EXERCISE REQUIREMENTS
Output the number of lines in the material below containing "before" and nothing more.
=== Section Start ===
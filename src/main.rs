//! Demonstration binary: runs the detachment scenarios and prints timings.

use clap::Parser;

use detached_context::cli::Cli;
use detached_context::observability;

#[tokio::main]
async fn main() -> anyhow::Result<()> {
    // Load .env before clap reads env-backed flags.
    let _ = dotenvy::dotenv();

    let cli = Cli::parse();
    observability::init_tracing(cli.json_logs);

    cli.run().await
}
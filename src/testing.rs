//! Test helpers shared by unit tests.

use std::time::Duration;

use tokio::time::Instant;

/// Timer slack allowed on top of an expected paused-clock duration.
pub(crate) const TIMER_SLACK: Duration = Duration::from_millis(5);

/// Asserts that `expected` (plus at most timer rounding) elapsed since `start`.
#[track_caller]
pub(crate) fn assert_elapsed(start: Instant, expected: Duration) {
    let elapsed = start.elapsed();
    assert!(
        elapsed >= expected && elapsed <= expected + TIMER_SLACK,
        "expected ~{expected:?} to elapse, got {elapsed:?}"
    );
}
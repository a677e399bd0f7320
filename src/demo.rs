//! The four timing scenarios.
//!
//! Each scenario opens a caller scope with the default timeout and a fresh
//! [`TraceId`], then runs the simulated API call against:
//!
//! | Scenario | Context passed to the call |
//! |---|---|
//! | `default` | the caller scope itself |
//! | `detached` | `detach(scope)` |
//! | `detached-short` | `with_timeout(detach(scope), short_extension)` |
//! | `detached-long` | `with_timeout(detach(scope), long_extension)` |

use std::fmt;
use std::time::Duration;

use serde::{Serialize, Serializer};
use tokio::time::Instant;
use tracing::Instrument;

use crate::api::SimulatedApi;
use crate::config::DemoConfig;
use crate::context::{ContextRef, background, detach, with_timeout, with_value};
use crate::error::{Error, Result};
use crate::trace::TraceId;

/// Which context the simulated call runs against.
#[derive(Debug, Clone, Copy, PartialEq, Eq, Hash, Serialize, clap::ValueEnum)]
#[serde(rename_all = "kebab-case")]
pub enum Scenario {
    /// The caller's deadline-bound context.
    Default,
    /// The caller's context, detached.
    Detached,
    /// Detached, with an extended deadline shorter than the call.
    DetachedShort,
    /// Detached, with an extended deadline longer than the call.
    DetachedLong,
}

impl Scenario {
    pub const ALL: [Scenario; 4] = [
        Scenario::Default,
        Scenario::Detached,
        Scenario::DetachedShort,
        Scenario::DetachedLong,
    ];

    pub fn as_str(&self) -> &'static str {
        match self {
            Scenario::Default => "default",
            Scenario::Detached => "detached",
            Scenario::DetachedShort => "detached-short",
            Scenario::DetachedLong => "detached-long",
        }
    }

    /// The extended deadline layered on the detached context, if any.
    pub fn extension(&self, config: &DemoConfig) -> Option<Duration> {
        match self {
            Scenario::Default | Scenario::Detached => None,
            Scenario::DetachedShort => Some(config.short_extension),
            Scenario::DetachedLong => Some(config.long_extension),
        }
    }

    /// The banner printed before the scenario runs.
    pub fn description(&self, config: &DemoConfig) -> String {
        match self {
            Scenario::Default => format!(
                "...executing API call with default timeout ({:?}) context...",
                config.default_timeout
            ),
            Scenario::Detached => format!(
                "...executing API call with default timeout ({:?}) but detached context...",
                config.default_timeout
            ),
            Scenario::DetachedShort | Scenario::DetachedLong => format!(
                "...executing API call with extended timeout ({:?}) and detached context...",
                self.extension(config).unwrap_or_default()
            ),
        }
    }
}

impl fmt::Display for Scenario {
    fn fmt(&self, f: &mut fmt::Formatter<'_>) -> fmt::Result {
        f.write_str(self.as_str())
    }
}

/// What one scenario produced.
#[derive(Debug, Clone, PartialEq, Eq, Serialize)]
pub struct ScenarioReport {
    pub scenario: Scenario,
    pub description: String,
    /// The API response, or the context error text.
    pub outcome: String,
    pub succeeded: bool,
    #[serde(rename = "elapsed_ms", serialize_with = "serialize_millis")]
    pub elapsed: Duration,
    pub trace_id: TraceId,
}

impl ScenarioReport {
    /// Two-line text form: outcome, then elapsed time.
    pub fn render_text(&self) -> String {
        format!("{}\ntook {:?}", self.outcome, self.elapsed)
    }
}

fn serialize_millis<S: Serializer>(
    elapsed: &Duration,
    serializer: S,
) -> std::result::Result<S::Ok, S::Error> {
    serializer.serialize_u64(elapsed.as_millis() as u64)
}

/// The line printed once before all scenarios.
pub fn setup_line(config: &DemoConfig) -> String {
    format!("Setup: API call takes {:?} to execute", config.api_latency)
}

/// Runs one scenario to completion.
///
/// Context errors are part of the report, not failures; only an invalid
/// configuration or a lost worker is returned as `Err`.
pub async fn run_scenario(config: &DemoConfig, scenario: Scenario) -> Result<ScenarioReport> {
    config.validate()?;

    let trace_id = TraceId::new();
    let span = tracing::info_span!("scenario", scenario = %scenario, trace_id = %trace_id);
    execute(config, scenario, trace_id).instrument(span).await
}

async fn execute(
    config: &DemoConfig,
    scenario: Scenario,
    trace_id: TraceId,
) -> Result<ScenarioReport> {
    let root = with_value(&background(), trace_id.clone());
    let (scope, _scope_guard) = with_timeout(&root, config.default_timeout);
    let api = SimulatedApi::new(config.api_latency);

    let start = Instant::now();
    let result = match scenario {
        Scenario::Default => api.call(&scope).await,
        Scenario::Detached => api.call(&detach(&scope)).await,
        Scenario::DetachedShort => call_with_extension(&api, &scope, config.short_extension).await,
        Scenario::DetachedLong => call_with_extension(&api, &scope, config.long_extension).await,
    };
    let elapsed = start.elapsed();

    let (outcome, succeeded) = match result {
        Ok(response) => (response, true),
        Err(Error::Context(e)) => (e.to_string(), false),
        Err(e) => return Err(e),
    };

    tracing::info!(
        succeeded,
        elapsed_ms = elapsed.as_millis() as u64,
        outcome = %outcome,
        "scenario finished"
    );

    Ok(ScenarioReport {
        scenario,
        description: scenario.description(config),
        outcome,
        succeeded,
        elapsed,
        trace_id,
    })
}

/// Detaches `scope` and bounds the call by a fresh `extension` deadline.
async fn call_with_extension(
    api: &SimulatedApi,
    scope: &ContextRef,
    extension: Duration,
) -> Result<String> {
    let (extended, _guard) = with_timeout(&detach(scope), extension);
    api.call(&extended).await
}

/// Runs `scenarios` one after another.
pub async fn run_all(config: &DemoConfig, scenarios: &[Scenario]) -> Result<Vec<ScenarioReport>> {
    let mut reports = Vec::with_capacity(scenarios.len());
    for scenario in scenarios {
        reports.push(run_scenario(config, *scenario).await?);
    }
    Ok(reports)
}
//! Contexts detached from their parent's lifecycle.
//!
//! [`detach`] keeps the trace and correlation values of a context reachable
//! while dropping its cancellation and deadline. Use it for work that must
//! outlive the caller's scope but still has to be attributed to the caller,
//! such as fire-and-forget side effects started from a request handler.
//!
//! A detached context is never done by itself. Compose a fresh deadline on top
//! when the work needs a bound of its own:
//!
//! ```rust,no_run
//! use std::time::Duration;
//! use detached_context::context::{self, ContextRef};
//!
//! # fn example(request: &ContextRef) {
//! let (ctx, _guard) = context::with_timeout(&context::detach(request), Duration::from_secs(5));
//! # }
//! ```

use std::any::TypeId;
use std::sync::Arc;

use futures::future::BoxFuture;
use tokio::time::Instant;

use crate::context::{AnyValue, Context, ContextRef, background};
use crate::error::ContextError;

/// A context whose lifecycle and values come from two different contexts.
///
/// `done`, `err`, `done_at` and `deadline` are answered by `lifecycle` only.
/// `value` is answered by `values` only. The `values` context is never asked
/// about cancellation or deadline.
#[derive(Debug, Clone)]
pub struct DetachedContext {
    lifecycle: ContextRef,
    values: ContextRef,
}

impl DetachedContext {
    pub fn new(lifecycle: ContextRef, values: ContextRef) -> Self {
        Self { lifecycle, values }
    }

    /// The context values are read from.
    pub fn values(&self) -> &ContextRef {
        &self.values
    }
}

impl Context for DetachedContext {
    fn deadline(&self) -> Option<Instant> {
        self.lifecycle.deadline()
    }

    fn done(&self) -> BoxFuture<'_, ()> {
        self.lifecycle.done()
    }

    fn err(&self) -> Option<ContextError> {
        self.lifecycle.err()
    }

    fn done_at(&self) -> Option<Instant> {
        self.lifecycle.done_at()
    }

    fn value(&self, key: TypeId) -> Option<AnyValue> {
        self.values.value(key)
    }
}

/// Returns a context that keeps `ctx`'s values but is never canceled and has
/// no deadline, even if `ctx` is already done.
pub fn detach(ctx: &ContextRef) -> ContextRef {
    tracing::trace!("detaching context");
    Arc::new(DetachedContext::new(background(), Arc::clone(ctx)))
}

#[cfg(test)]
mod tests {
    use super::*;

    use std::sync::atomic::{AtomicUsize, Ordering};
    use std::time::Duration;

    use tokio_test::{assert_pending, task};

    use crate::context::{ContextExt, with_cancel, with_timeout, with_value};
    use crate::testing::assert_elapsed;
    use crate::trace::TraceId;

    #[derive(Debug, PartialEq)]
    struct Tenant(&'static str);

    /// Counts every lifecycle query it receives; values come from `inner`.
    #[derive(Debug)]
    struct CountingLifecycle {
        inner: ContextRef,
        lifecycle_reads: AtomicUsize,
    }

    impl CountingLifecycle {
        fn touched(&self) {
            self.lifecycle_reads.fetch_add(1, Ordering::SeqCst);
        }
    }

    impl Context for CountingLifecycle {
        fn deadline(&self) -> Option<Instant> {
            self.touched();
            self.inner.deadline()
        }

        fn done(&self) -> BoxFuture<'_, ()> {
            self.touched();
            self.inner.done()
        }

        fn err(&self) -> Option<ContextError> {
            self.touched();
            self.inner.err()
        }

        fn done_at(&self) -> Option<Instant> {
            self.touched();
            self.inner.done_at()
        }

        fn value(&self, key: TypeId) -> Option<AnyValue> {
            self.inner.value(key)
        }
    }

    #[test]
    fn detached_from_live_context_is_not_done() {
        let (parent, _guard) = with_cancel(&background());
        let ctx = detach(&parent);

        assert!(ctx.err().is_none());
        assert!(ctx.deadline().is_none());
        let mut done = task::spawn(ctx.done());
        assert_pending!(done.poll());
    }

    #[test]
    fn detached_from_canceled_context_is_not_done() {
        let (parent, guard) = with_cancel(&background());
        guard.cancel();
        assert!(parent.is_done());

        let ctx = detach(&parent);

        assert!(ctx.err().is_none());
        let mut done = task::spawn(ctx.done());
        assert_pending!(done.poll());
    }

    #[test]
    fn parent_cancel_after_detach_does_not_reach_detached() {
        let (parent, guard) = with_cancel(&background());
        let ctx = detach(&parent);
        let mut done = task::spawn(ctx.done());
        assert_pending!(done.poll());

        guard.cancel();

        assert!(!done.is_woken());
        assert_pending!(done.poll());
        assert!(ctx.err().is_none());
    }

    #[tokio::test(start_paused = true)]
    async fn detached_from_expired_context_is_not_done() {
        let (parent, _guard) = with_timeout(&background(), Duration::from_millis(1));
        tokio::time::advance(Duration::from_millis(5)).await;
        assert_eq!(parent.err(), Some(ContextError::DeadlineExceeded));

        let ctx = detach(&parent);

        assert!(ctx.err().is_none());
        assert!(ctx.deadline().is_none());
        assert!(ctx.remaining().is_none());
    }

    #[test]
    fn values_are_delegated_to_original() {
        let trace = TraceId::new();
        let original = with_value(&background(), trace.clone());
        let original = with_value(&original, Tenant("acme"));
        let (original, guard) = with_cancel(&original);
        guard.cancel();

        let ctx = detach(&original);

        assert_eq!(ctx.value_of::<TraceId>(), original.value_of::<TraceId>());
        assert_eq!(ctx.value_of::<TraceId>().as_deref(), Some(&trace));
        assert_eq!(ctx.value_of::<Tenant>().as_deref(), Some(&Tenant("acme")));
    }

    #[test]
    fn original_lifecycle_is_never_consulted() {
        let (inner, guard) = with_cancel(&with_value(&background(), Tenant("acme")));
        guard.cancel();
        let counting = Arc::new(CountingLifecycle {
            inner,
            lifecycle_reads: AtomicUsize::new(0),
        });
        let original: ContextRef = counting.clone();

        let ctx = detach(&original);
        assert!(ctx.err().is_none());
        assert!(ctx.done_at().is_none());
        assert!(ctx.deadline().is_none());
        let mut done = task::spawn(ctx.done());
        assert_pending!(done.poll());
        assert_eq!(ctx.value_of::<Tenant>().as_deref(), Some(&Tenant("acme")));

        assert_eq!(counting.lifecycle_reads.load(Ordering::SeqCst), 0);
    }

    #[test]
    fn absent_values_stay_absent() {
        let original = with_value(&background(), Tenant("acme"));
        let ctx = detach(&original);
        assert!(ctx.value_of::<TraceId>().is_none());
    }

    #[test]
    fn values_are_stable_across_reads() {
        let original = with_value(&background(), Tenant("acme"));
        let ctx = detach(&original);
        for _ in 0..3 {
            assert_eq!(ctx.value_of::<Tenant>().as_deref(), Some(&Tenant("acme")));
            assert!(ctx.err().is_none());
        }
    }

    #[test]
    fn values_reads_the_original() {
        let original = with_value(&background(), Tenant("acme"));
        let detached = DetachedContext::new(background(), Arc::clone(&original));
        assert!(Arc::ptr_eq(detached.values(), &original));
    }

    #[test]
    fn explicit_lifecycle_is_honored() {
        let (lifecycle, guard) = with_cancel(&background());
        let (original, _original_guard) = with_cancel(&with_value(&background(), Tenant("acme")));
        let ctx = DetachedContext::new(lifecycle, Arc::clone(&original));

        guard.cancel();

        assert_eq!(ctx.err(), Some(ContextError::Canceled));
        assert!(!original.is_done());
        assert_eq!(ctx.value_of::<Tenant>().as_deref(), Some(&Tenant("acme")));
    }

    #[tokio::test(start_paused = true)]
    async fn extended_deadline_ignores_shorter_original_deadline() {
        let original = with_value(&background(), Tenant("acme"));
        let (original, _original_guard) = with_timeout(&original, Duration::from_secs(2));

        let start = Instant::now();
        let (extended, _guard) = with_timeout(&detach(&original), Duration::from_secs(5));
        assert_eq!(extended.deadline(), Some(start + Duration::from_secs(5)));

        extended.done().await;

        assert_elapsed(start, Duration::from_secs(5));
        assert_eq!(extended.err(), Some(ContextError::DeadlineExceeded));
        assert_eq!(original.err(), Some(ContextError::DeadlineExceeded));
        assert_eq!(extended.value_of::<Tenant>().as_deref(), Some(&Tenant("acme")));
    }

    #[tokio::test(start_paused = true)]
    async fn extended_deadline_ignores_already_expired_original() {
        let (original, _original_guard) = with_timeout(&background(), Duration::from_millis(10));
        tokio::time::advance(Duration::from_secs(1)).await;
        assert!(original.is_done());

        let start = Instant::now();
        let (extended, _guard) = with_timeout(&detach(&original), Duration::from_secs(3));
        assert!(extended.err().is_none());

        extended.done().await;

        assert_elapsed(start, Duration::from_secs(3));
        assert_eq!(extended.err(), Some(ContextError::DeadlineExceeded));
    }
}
=== Section End ===
WRITTEN SOLUTION
3